У Клавдии он побывал только два раза, и больше его туда не манило. Ему не понравился зять Степан Шкабара. Этот белобрысый щеголеватый человек не внушал доверия. Старику сразу бросилась в глаза неряшливость на участке зятя. Ступая опытной ногой по пути, он чувствовал ослабшие шпалы и говорил:
— Шпалы-то подбить надо, руки, верно, не доходят. Эх, хозяева!
По пути, и по бровке, и в траве под откосом валялись изогнутые костыли, гайки, подкладки, старые шпалы, щепки. Пикетные столбики все сгнили.
— Мать,— сказал Коренистов,— смотри-ка, ровно здесь людей-то нет. Добро-то как пропадает, а? Как Мамай воевал...— Он крякнул и ускорил шаг.
Пролетная казарма, где жил Шкабара, стояла на бугорке. Она была оштукатурена, побелена и весело смотрела окнами на стальной путь. Она показалась Коренистову приветливой, уютной. Но подойдя, он остановился,— возле крыльца стояла широкая лужа грязи. Ему жаль было своих старинных смазных сапог, которые он надевал только в большие праздники или когда шел в гости. Он шагнул и влип в цепкое месиво.
— Эх, хозяева! Хоть бы дощечки бросили, что ли. Как это они ходят — а, мать? Тут бы песочком увалить да утрамбовать...— и под окном можно было бы посидеть.
Он с раздражением смотрел на свои сапоги, когда поднимался по ступенькам крыльца.
Их радостно встретила Клавдия. Она была босая, в подоткнутой грязной юбке. Улыбаясь, она захлопотала, раскидывая по углам горшки, латки, схватила самовар со скамейки и унесла его к печке.
— Уж не запнитесь у нас!
— И верно,— дрогнув правым усом, проговорил Коренистов,— не только запнуться, а и утонуть можно у вас здесь. Как это вы ходите-то по этой грязи?

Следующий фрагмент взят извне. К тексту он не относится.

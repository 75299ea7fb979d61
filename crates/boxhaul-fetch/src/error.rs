use std::path::PathBuf;
use thiserror::Error;

pub type Result<T> = std::result::Result<T, FetchError>;

#[derive(Debug, Error)]
pub enum FetchError {
    #[error("invalid URL: {0}")]
    InvalidUrl(String),

    #[error("unsupported URL scheme: {0}")]
    UnsupportedScheme(String),

    #[error("HTTP {status} while fetching {url}")]
    Http { status: u16, url: String },

    #[error("too many redirects ({count}) while fetching {url}")]
    TooManyRedirects { count: u32, url: String },

    #[error("file not found: {0}")]
    MissingFile(PathBuf),

    #[error("another process is downloading this box (lock held at {lock_path})")]
    AlreadyInProgress { lock_path: PathBuf },

    #[error("network error: {0}")]
    Network(String),

    #[error(transparent)]
    Io(#[from] std::io::Error),
}

impl From<reqwest::Error> for FetchError {
    fn from(e: reqwest::Error) -> Self {
        FetchError::Network(e.to_string())
    }
}

impl FetchError {
    /// Transport-level failures: multi-URL fallback advances past these,
    /// while everything else aborts the add immediately.
    pub fn is_transport(&self) -> bool {
        !matches!(self, FetchError::AlreadyInProgress { .. })
    }
}
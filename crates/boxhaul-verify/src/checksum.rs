use crate::error::{ChecksumError, Result};
use crate::kind::ChecksumKind;
use std::fs::File;
use std::io::Read;
use std::path::Path;

/// An expected checksum paired with its algorithm.
#[derive(Debug, Clone, PartialEq, Eq)]
pub struct Checksum {
    kind: ChecksumKind,
    expected: String,
}

impl Checksum {
    /// Build a checksum expectation from a raw declared value.
    ///
    /// Surrounding whitespace is trimmed; a value that trims to the empty
    /// string disables verification and yields `None`.
    pub fn new(kind: ChecksumKind, raw: &str) -> Option<Self> {
        let trimmed = raw.trim();
        if trimmed.is_empty() {
            return None;
        }
        Some(Self {
            kind,
            expected: trimmed.to_string(),
        })
    }

    pub fn kind(&self) -> ChecksumKind {
        self.kind
    }

    pub fn expected(&self) -> &str {
        &self.expected
    }

    /// Digest `path` and compare against the expected hex digest,
    /// case-insensitively.
    pub fn verify_file(&self, path: &Path) -> Result<()> {
        let actual = digest_file(self.kind, path)?;
        if actual.eq_ignore_ascii_case(&self.expected) {
            Ok(())
        } else {
            Err(ChecksumError::Mismatch {
                expected: self.expected.clone(),
                actual,
            })
        }
    }
}

/// Stream `path` through the named algorithm and return the lowercase hex
/// digest.
pub fn digest_file(kind: ChecksumKind, path: &Path) -> Result<String> {
    let mut file = File::open(path)?;
    let mut hasher = kind.hasher();
    let mut buf = [0u8; 64 * 1024];
    loop {
        let n = file.read(&mut buf)?;
        if n == 0 {
            break;
        }
        hasher.update(&buf[..n]);
    }
    Ok(hex::encode(hasher.finalize()))
}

— А так уж, тятенька, привыкли,— виновато улыбаясь, ответила Клавдия.
— Эх-ма-а, плохая привычка-то.
— Где у те мужик-то? — спросила мать.
— Вышел куда-то, придет сейчас... Раздевайтесь.
Клавдия одернула юбку и повязала косматую голову платком.
— И то, мать, давай разденемся, что ли...
Матвей пристально смотрел на дочь и будто не узнавал свою прежнюю Клавдейку, круглую, как точеную, белую. Она похудела, лицо ее потемнело, а под глазами темнели мешочки.
— Ты чего это какая стаешь? — спросил он ее тревожно.
— А что?
— Да какая-то измученная. Не бьет тебя Степан-то?
Клавдия потупилась, брови ее дрогнули, она молча заплакала, потом тихо ответила:
— Нет...
— Ну, а о чем ты?
— Так...
Матвей вздохнул и крякнул.
Вошел зять, в красной новой рубахе, опоясанный гарусным поясом с большими кистями, в начищенных сапогах, новых галошах. Клавдия отвернулась, утерла слезы и загремела самоваром.
К чаю Степан принес бутылку водки. Клавдия усердно угощала родителей. Матвей выпил только две рюмки, а от третьей отказался.
— Не хочу больше. Я чай буду пить.
Клавдия тревожно посмотрела на отца. Она знала, что он пьет водки больше, но только там, где ему нравится, и в кругу знакомых бывает весел, словоохотлив. Даже частенько поет песни и пляшет. Плясал он легко, вприсядку, и всегда говорил, задыхаясь от пляски:
— А ну вас, греховодных! Из-за вас теперь я неделю поясницей буду маяться.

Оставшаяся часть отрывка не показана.